В целом этот кратковременный визит в Индию в ее высшие инстанции оказал значительное влияние на меня при формировании моих идей по более масштабным вопросам имперской политики и придании им того направления, которое они приняли впоследствии. Я все еще верил, хотя и с угасающей верой, в благие намерения, если уже не в хорошие результаты, нашего восточного правления, и полагал, что его можно улучшить и что люди на родине стали бы настаивать на его улучшении, если бы только знали.
Одним из последних воспоминаний о моем двухмесячном пребывании у Литтона в Петерхофе, как тогда называлась резиденция вице-короля в Симле, был обед, на котором я сидел рядом с Каваньяри накануне его отъезда с фатальной миссией в Кабул. Это был интересный человек, внук, как он мне рассказывал, венецианского купца, который во время оккупации Венеции французской республиканской армией одолжил крупную сумму денег Бонапарту, так и не возвращенную. Император, однако, отблагодарил его тем, что сделал его сына своим личным секретарем, ставшим преданным приверженцем императорской семьи. Льюис Наполеон Каваньяри, внук, также был убежденным бонапартистом и верил, что из-за своего имени ему предстоит очень высокая судьба. Он верил в свою «звезду», и я могу засвидетельствовать, что в его беседе со мной в тот вечер — а она была долгой и доверительной — последним, о чем он, казалось, думал, были неудача или опасность в его миссии. И тем не менее всего несколькими днями ранее он должен был получить предостережение в трагических новостях, о которых мы тоже говорили, о гибели принца императора в Южной Африке. Когда мы расстались, это произошло с договоренностью с моей стороны и со стороны моей жены о том, что осенью мы навестим его в Кабуле. «Однако вам не следует приезжать, — сказал он, — раньше осени, потому что я еще не успею обустроить резиденцию так, чтобы в ней было комфортно или чтобы она годилась для приема дам». Ни на какую более опасную причину он нам даже не намекнул.
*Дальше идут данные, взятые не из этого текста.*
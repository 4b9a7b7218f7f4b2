//! Common types shared across Gauntlet crates.
//!
//! This crate defines the data model for one orchestrated run (challenge
//! descriptors, step records, the final [`RunResult`]), the classified
//! [`FlowError`] taxonomy, the [`RetryPolicy`] configuration value, and
//! centralised tracing setup in [`observability`]. It is intentionally
//! lightweight so every crate in the workspace can depend on it.

use std::path::PathBuf;
use std::time::Duration;

use chrono::{DateTime, Utc};
use serde::{Deserialize, Serialize};

pub mod observability;

/// Browser automation stealth level.
#[derive(Debug, Clone, Copy, PartialEq, Eq, Serialize, Deserialize)]
#[serde(rename_all = "lowercase")]
pub enum StealthLevel {
    Lightweight,
    Balanced,
    Maximum,
}

/// Which anti-bot challenge provider is present on the page, if any.
#[derive(Debug, Clone, Copy, PartialEq, Eq, Serialize, Deserialize)]
#[serde(rename_all = "lowercase")]
pub enum ChallengeKind {
    None,
    Turnstile,
    Hcaptcha,
    /// A verification interstitial was recognised from page text but the
    /// provider could not be identified structurally.
    Unknown,
}

impl ChallengeKind {
    pub fn is_present(&self) -> bool {
        !matches!(self, ChallengeKind::None)
    }
}

/// Snapshot of a detected challenge, produced by the detector and consumed
/// within a single resolution attempt. Never persisted beyond the run.
#[derive(Debug, Clone, PartialEq, Eq)]
pub struct ChallengeDescriptor {
    pub kind: ChallengeKind,
    /// Site key if the detection strategy happened to surface one; the
    /// resolver runs its own extraction chain when this is empty.
    pub site_key: Option<String>,
    /// Source URL of the challenge-hosting frame, when detected via iframe.
    pub frame_src: Option<String>,
    pub page_url: String,
}

impl ChallengeDescriptor {
    pub fn none(page_url: impl Into<String>) -> Self {
        Self {
            kind: ChallengeKind::None,
            site_key: None,
            frame_src: None,
            page_url: page_url.into(),
        }
    }
}

/// Immutable value handed to the solver capability.
#[derive(Debug, Clone, Serialize)]
pub struct SolveRequest {
    pub kind: ChallengeKind,
    pub site_key: String,
    pub page_url: String,
}

/// Successful solver output: the proof token to inject.
#[derive(Debug, Clone, Deserialize)]
pub struct SolveResponse {
    pub token: String,
}

/// Login credentials for the target site. `Debug` redacts the secret so it
/// never leaks into logs or error reports.
#[derive(Clone, Serialize, Deserialize)]
pub struct Credentials {
    pub identity: String,
    pub secret: String,
}

impl std::fmt::Debug for Credentials {
    fn fmt(&self, f: &mut std::fmt::Formatter<'_>) -> std::fmt::Result {
        f.debug_struct("Credentials")
            .field("identity", &self.identity)
            .field("secret", &"<redacted>")
            .finish()
    }
}

#[derive(Debug, Clone, Copy, PartialEq, Eq, Serialize, Deserialize)]
#[serde(rename_all = "lowercase")]
pub enum StepOutcome {
    Ok,
    Failed,
}

/// Audit record for one executed step. Append-only; the orchestrator owns
/// the sequence and hands it to the caller inside [`RunResult`].
#[derive(Debug, Clone, Serialize, Deserialize)]
pub struct StepRecord {
    pub name: String,
    pub started_at: DateTime<Utc>,
    pub finished_at: DateTime<Utc>,
    pub outcome: StepOutcome,
    pub artifacts: Vec<PathBuf>,
}

/// One extracted result item.
#[derive(Debug, Clone, PartialEq, Eq, Serialize, Deserialize)]
pub struct Listing {
    pub title: String,
    pub price: u64,
    pub link: String,
}

/// Terminal value of one orchestrated run. No further mutation after
/// construction.
#[derive(Debug, Serialize)]
pub struct RunResult {
    pub success: bool,
    pub listings: Vec<Listing>,
    pub steps: Vec<StepRecord>,
    pub failure: Option<Failure>,
}

/// Serializable projection of the terminal [`FlowError`] of a failed run.
#[derive(Debug, Clone, Serialize, Deserialize)]
pub struct Failure {
    pub kind: FailureKind,
    pub message: String,
}

#[derive(Debug, Clone, Copy, PartialEq, Eq, Serialize, Deserialize)]
#[serde(rename_all = "snake_case")]
pub enum FailureKind {
    PreconditionTimeout,
    ParameterExtraction,
    Solver,
    SubmissionRejected,
    SessionUnusable,
    Config,
    Other,
}

/// Classified errors for the whole flow.
#[derive(Debug, thiserror::Error)]
pub enum FlowError {
    /// An awaited page condition never became true. Recoverable by the
    /// caller via retry at the orchestrator level, not recovered locally.
    #[error("timed out after {timeout:?} waiting for: {what}")]
    PreconditionTimeout { what: String, timeout: Duration },

    /// Challenge parameters could not be located by any fallback strategy.
    /// Terminal: retrying without a different strategy cannot succeed.
    #[error("challenge parameters not found: {0}")]
    ParameterExtraction(String),

    /// The solver capability failed or returned no usable token.
    #[error("solver failure: {0}")]
    Solver(String),

    /// The challenge persisted after a full solve/inject/submit cycle.
    #[error("challenge persisted after submission")]
    SubmissionRejected,

    /// The browser session itself is in a bad state. Always terminal.
    #[error("browser session unusable: {0}")]
    SessionUnusable(String),

    /// Configuration was incomplete or invalid.
    #[error("configuration error: {0}")]
    Config(String),

    /// A lower-level failure re-wrapped with the step it occurred in.
    #[error("step `{step}` failed: {source}")]
    Step {
        step: String,
        #[source]
        source: Box<FlowError>,
    },

    #[error(transparent)]
    Other(#[from] anyhow::Error),
}

impl FlowError {
    /// The serializable discriminant, looking through [`FlowError::Step`]
    /// wrapping so callers classify on the underlying cause.
    pub fn kind(&self) -> FailureKind {
        match self {
            FlowError::PreconditionTimeout { .. } => FailureKind::PreconditionTimeout,
            FlowError::ParameterExtraction(_) => FailureKind::ParameterExtraction,
            FlowError::Solver(_) => FailureKind::Solver,
            FlowError::SubmissionRejected => FailureKind::SubmissionRejected,
            FlowError::SessionUnusable(_) => FailureKind::SessionUnusable,
            FlowError::Config(_) => FailureKind::Config,
            FlowError::Step { source, .. } => source.kind(),
            FlowError::Other(_) => FailureKind::Other,
        }
    }

    pub fn into_failure(self) -> Failure {
        Failure {
            kind: self.kind(),
            message: self.to_string(),
        }
    }
}

/// Convenient alias for results that use [`FlowError`].
pub type Result<T> = std::result::Result<T, FlowError>;

/// Bounded retry configuration for the challenge resolver.
///
/// Plain configuration, not mutable state: every call site passes a policy
/// instead of hand-rolling a loop.
#[derive(Debug, Clone)]
pub struct RetryPolicy {
    max_attempts: u32,
    per_attempt_timeout: Duration,
    backoff: Duration,
}

impl RetryPolicy {
    /// Build a policy. `max_attempts` of zero is rejected here so the
    /// invariant holds everywhere downstream.
    pub fn new(max_attempts: u32, per_attempt_timeout: Duration, backoff: Duration) -> Result<Self> {
        if max_attempts == 0 {
            return Err(FlowError::Config(
                "retry max_attempts must be at least 1".to_string(),
            ));
        }
        Ok(Self {
            max_attempts,
            per_attempt_timeout,
            backoff,
        })
    }

    pub fn max_attempts(&self) -> u32 {
        self.max_attempts
    }

    pub fn per_attempt_timeout(&self) -> Duration {
        self.per_attempt_timeout
    }

    pub fn backoff(&self) -> Duration {
        self.backoff
    }
}

impl Default for RetryPolicy {
    fn default() -> Self {
        Self {
            max_attempts: 3,
            per_attempt_timeout: Duration::from_secs(120),
            backoff: Duration::from_secs(5),
        }
    }
}

#[cfg(test)]
mod tests {
    use super::*;

    #[test]
    fn retry_policy_rejects_zero_attempts() {
        let err = RetryPolicy::new(0, Duration::from_secs(1), Duration::ZERO).unwrap_err();
        assert_eq!(err.kind(), FailureKind::Config);
    }

    #[test]
    fn retry_policy_accepts_one_attempt() {
        let policy = RetryPolicy::new(1, Duration::from_secs(1), Duration::ZERO).unwrap();
        assert_eq!(policy.max_attempts(), 1);
    }

    #[test]
    fn step_wrapping_preserves_underlying_kind() {
        let inner = FlowError::Solver("no token".into());
        let wrapped = FlowError::Step {
            step: "resolve-challenge".into(),
            source: Box::new(inner),
        };
        assert_eq!(wrapped.kind(), FailureKind::Solver);
        let failure = wrapped.into_failure();
        assert!(failure.message.contains("resolve-challenge"));
        assert!(failure.message.contains("no token"));
    }

    #[test]
    fn credentials_debug_redacts_secret() {
        let creds = Credentials {
            identity: "user@example.com".into(),
            secret: "hunter2".into(),
        };
        let rendered = format!("{:?}", creds);
        assert!(rendered.contains("user@example.com"));
        assert!(!rendered.contains("hunter2"));
    }
}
Другим знакомым того времени, с которым связана трагическая история, был Колли, тогдашний военный секретарь Литтона, которому предстояло погибнуть на следующий год на холме Маджуба. Литтон был самого высокого мнения о его военных талантах, и в значительной мере они вдвоем руководили афганской кампанией из Симлы. Его недостатком, я полагаю, были слишком большая самоуверенность и излишнее честолюбие. Он занял Маджубу, потому что не мог вынести мысли о завершении кампании без достижения какого-либо личного успеха. Мельганд же, который ныне является лордом Минто, Поль-Кэрю и Брабазон — адъютанты Литтона — все трое вместе с лордом Ральфом Керром входили в число наших друзей того времени, а также Плоуден и Баттен, мужья их прекрасных жен. Обратный путь из Бомбея мы проделали в компании Мельганда и майора Джека Нейпира, покинув Индию 12 июля в разгар муссона и прибыв в Суэц 25-го числа, а в тот же день поездом — в Александрию.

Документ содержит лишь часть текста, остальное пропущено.